2030: Electric Cars, Peak Oil, and Saudi Arabia’s Future

Written by: Saul Brodkey

Soon after the first oil prospecting expeditions seventy years ago, the Arabian peninsula was tipped on its head. Saudi Arabia went from a barren desert kingdom reliant on subsistence agriculture to a bustling oasis with a GDP per capita on par with Canada. The petroleum industry accounts for nearly all exports out of the country and 42% of Saudi Arabia’s GDP. However, as governments worldwide take increasing measures against climate change and electric cars gain ground in the automotive sector, Saudia Arabia will need to abandon its oil dependence and diversify its economy. 
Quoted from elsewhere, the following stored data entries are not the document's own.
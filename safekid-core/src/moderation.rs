//! Moderation queue: message creation, visibility and parental decisions.
//!
//! A message sent by a parent is auto-approved and visible at once. Every
//! other message starts pending and stays hidden from children until a
//! guardian of the sender or the receiver approves it. Rejection is final.

use rusqlite::{params, Connection, Row};

use crate::contacts;
use crate::decisions;
use crate::directory;
use crate::error::{MessengerError, MessengerResult};
use crate::filter::ContentFilter;
use crate::storage::helpers::{
    column, map_db_err, parse_column, query_all, query_optional, to_i64, to_u64,
};
use crate::types::{
    Account, AccountId, ApprovalState, DecisionOutcome, DecisionSubject, Message, MessageId,
    SentMessage,
};

const MESSAGE_SELECT: &str = "SELECT m.id, m.sender_id, s.username, m.receiver_id, r.username,
            m.body, m.created_at, m.approval_state, m.visible_to_child
     FROM messages m
     JOIN accounts s ON s.id = m.sender_id
     JOIN accounts r ON r.id = m.receiver_id";

/// Which messages a conversation covers.
#[derive(Debug, Clone, Copy, PartialEq, Eq)]
pub(crate) enum ConversationScope {
    /// Messages exchanged between `viewer` and `other`, in either direction.
    Between {
        viewer: AccountId,
        other: AccountId,
    },
    /// Every message a child sent or received, as seen by its guardian.
    ChildThread { child: AccountId },
}

fn map_message(row: &Row<'_>) -> MessengerResult<Message> {
    let state: String = column(row, 7)?;
    Ok(Message {
        id: to_u64(column(row, 0)?, "message id")?,
        sender_id: to_u64(column(row, 1)?, "sender id")?,
        sender_username: column(row, 2)?,
        receiver_id: to_u64(column(row, 3)?, "receiver id")?,
        receiver_username: column(row, 4)?,
        body: column(row, 5)?,
        created_at: to_u64(column(row, 6)?, "created_at")?,
        approval_state: parse_column(&state, "approval state")?,
        visible_to_child: column(row, 8)?,
    })
}

/// Filters and stores a message from `sender` to `receiver_username`.
///
/// A child may message its own guardian freely; any other receiver needs an
/// approved contact link first.
pub(crate) fn send(
    conn: &Connection,
    filter: &ContentFilter,
    sender: &Account,
    receiver_username: &str,
    body: &str,
    now: u64,
) -> MessengerResult<SentMessage> {
    if body.trim().is_empty() {
        return Err(MessengerError::EmptyMessage);
    }
    let receiver = directory::find_by_username(conn, receiver_username)?
        .ok_or(MessengerError::UnknownReceiver)?;
    if sender.is_child()
        && sender.guardian_id != Some(receiver.id)
        && !contacts::is_approved(conn, sender.id, receiver.id)?
    {
        return Err(MessengerError::ContactNotApproved);
    }

    let filtered = filter.apply(body);
    let approval_state = if sender.is_parent() {
        ApprovalState::AutoApproved
    } else {
        ApprovalState::Pending
    };
    let visible_to_child = approval_state.is_visible_to_child();
    conn.execute(
        "INSERT INTO messages
            (sender_id, receiver_id, body, created_at, approval_state, visible_to_child)
         VALUES (?1, ?2, ?3, ?4, ?5, ?6)",
        params![
            to_i64(sender.id, "sender id")?,
            to_i64(receiver.id, "receiver id")?,
            filtered.text,
            to_i64(now, "created_at")?,
            approval_state.to_string(),
            visible_to_child,
        ],
    )
    .map_err(|err| map_db_err(&err))?;

    let message = Message {
        id: to_u64(conn.last_insert_rowid(), "message id")?,
        sender_id: sender.id,
        sender_username: sender.username.clone(),
        receiver_id: receiver.id,
        receiver_username: receiver.username,
        body: filtered.text,
        created_at: now,
        approval_state,
        visible_to_child,
    };
    if filtered.was_filtered {
        log::info!(
            "message {} masked {} term occurrence(s)",
            message.id,
            filtered.masked_count
        );
    }
    Ok(SentMessage {
        message,
        was_filtered: filtered.was_filtered,
    })
}

/// Messages in `scope`, oldest first with ties broken by id.
///
/// Hidden messages (pending or rejected) are only returned when
/// `include_hidden` is set, which callers do for parent viewers.
pub(crate) fn conversation(
    conn: &Connection,
    scope: ConversationScope,
    include_hidden: bool,
) -> MessengerResult<Vec<Message>> {
    let visibility = if include_hidden {
        ""
    } else {
        " AND m.visible_to_child = 1"
    };
    match scope {
        ConversationScope::Between { viewer, other } => query_all(
            conn,
            &format!(
                "{MESSAGE_SELECT}
                 WHERE ((m.sender_id = ?1 AND m.receiver_id = ?2)
                     OR (m.sender_id = ?2 AND m.receiver_id = ?1)){visibility}
                 ORDER BY m.created_at, m.id"
            ),
            params![to_i64(viewer, "viewer id")?, to_i64(other, "other id")?],
            map_message,
        ),
        ConversationScope::ChildThread { child } => query_all(
            conn,
            &format!(
                "{MESSAGE_SELECT}
                 WHERE (m.sender_id = ?1 OR m.receiver_id = ?1){visibility}
                 ORDER BY m.created_at, m.id"
            ),
            params![to_i64(child, "child id")?],
            map_message,
        ),
    }
}

/// Pending messages a guardian of either party may decide, oldest first.
pub(crate) fn pending_for_guardian(
    conn: &Connection,
    parent_id: AccountId,
) -> MessengerResult<Vec<Message>> {
    query_all(
        conn,
        &format!(
            "{MESSAGE_SELECT}
             WHERE m.approval_state = ?1
               AND (s.guardian_id = ?2 OR r.guardian_id = ?2)
             ORDER BY m.created_at, m.id"
        ),
        params![
            ApprovalState::Pending.to_string(),
            to_i64(parent_id, "parent id")?
        ],
        map_message,
    )
}

pub(crate) fn find_message(
    conn: &Connection,
    message_id: MessageId,
) -> MessengerResult<Option<Message>> {
    query_optional(
        conn,
        &format!("{MESSAGE_SELECT} WHERE m.id = ?1"),
        params![to_i64(message_id, "message id")?],
        map_message,
    )
}

/// Loads `message_id` and checks that `guardian` supervises its sender or
/// receiver.
pub(crate) fn ensure_decider(
    conn: &Connection,
    guardian: &Account,
    message_id: MessageId,
) -> MessengerResult<Message> {
    let message = find_message(conn, message_id)?.ok_or(MessengerError::UnknownMessage)?;
    for party in [message.sender_id, message.receiver_id] {
        if let Some(account) = directory::find_by_id(conn, party)? {
            if guardian.is_guardian_of(&account) {
                return Ok(message);
            }
        }
    }
    Err(MessengerError::NotGuardian)
}

/// Approves or rejects `message_id`.
///
/// Rejected and auto-approved messages are closed. An approved message can
/// still be rejected.
pub(crate) fn decide(
    conn: &Connection,
    guardian: &Account,
    message_id: MessageId,
    approve: bool,
    now: u64,
) -> MessengerResult<Message> {
    let mut message = ensure_decider(conn, guardian, message_id)?;
    match message.approval_state {
        ApprovalState::Rejected | ApprovalState::AutoApproved => {
            log::warn!(
                "refusing decision on {} message {message_id}",
                message.approval_state
            );
            return Err(MessengerError::DecisionClosed);
        }
        ApprovalState::Approved if approve => {
            log::debug!("message {message_id} approved again");
        }
        ApprovalState::Approved | ApprovalState::Pending => {}
    }

    let state = if approve {
        ApprovalState::Approved
    } else {
        ApprovalState::Rejected
    };
    conn.execute(
        "UPDATE messages SET approval_state = ?1, visible_to_child = ?2 WHERE id = ?3",
        params![
            state.to_string(),
            approve,
            to_i64(message_id, "message id")?
        ],
    )
    .map_err(|err| map_db_err(&err))?;
    decisions::record(
        conn,
        DecisionSubject::Message { message_id },
        guardian.id,
        DecisionOutcome::from_grant(approve),
        now,
    )?;
    message.approval_state = state;
    message.visible_to_child = approve;
    Ok(message)
}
Petroleum certainly has applications outside of energy and fuels. Petrochemicals and plastics permeate everyday life through cosmetics, packaging, and cleaning products. Nevertheless, gasoline and other transportation fuels contribute to 68% of American crude oil consumption. The petroleum industry depends on continued demand from transportation needs. Saudi Aramco, a state-owned enterprise, dominates the oil industry in Saudi Arabia. Prior to low crude oil prices stemming from the first months of the COVID-19 pandemic, Aramco was the most valuable company on Earth, with a 2019 income of $88 billion. Likewise, Saudi Arabia’s economy is pegged to fuel.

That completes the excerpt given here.